[Stored items]
-------

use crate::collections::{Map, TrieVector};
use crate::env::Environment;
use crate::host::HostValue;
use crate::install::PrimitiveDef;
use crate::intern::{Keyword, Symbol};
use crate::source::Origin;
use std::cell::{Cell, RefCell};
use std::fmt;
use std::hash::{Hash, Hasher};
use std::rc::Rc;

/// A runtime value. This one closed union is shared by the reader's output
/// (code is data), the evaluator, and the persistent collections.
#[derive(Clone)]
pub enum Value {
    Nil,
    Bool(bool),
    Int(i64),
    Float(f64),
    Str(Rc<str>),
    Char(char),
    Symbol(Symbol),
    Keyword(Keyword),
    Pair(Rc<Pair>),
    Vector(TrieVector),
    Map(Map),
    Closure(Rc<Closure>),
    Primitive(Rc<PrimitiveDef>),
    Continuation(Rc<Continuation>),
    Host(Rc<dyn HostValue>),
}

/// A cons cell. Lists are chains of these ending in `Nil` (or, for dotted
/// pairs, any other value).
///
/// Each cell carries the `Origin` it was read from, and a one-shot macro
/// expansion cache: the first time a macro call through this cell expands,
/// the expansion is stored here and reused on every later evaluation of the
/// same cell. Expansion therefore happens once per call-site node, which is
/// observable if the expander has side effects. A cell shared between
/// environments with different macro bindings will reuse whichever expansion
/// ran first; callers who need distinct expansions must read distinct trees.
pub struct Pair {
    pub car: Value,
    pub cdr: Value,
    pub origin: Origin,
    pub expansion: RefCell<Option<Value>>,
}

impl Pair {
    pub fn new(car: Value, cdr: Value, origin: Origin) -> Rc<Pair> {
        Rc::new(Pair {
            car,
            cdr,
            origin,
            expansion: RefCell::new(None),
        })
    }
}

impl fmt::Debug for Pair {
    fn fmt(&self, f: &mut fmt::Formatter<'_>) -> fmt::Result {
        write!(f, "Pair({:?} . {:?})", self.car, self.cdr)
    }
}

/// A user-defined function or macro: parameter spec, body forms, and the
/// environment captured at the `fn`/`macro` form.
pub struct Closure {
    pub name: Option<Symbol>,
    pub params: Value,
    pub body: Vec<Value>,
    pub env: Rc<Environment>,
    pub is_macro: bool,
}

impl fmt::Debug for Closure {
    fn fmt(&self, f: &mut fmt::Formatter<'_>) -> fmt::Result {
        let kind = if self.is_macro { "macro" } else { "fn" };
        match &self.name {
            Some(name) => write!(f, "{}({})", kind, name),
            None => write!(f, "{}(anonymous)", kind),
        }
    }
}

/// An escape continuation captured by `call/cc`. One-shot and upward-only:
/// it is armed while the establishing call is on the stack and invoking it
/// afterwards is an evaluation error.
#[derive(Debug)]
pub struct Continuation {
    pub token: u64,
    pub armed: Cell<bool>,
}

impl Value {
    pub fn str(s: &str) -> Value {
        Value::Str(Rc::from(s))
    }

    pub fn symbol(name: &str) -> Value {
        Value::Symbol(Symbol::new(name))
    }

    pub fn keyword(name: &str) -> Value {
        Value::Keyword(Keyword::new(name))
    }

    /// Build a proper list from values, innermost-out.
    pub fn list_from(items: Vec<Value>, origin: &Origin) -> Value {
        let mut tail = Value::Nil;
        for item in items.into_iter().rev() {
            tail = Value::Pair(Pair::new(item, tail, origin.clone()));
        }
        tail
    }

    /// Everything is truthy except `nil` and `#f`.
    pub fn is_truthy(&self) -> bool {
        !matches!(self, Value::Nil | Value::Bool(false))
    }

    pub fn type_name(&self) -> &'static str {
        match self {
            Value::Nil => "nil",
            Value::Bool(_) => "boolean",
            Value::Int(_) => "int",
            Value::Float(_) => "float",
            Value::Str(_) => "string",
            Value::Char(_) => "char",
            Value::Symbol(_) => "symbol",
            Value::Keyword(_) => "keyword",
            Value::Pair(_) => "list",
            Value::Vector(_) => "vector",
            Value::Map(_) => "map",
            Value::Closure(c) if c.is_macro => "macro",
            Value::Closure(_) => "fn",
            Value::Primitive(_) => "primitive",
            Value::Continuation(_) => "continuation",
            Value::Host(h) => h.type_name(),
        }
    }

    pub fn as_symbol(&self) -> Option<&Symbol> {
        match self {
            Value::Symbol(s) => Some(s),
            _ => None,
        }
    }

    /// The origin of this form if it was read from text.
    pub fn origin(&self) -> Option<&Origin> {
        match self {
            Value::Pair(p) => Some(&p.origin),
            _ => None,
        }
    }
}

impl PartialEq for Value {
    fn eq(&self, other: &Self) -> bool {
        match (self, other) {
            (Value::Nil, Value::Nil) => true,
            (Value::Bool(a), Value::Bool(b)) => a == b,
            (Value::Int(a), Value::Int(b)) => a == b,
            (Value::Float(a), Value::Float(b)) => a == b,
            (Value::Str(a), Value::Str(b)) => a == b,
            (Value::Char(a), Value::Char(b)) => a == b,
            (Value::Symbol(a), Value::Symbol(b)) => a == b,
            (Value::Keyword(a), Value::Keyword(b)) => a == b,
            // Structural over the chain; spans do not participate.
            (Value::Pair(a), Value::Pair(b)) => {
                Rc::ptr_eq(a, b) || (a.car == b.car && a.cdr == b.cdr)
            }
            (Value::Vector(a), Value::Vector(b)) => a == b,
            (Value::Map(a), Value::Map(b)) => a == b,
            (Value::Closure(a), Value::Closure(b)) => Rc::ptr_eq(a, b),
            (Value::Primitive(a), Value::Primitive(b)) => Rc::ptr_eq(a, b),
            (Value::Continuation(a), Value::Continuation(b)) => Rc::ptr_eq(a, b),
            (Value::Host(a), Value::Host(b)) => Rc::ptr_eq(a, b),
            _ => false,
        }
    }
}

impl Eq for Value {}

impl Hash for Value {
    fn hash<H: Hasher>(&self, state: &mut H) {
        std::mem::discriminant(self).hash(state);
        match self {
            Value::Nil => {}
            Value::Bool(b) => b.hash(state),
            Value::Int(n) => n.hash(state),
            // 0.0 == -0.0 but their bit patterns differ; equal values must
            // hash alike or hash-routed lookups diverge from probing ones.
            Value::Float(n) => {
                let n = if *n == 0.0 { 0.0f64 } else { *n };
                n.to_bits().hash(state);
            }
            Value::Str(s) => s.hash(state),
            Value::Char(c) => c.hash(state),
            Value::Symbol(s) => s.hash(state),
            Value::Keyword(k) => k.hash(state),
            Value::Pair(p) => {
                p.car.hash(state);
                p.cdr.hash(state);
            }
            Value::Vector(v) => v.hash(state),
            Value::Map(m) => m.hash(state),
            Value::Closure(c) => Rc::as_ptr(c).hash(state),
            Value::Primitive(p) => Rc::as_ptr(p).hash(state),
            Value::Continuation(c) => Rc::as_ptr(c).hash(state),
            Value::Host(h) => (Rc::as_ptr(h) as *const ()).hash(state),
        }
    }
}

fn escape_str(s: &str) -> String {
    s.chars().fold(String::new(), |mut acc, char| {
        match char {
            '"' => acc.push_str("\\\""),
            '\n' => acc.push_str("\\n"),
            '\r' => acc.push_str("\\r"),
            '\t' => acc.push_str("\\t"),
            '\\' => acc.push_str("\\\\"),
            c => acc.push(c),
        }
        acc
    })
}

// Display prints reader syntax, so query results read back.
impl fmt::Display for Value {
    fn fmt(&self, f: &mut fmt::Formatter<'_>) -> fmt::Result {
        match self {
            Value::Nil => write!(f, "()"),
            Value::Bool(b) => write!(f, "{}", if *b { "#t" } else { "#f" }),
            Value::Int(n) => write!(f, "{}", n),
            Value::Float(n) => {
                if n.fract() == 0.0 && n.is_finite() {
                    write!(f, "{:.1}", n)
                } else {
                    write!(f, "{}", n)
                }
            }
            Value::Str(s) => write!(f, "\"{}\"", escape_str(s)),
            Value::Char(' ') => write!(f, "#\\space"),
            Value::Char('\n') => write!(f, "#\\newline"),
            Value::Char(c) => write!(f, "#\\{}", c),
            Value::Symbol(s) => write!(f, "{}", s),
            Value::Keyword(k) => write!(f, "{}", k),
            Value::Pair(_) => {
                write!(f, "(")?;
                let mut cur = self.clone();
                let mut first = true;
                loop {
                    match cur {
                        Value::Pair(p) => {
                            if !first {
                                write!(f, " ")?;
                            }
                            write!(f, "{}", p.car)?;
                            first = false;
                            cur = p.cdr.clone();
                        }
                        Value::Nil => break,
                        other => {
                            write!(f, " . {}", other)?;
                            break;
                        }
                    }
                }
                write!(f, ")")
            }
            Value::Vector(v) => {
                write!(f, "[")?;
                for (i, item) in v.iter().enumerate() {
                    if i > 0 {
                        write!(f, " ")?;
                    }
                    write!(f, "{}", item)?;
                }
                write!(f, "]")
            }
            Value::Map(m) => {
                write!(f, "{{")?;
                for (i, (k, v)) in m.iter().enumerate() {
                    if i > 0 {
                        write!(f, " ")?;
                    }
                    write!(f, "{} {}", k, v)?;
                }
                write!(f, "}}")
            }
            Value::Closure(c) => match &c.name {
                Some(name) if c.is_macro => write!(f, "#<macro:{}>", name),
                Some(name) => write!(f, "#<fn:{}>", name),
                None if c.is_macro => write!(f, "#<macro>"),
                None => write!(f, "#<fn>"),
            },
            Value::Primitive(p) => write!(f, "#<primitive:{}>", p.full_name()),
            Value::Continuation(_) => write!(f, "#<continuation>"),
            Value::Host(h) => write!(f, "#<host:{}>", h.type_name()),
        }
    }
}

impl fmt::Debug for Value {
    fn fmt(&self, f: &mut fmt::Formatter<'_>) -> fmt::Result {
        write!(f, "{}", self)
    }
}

-------

WHAT YOU HAVE TO DO
List the lines of the records where "false" occurs.

RESULT
        !matches!(self, Value::Nil | Value::Bool(false))
            _ => false,
                            first = false;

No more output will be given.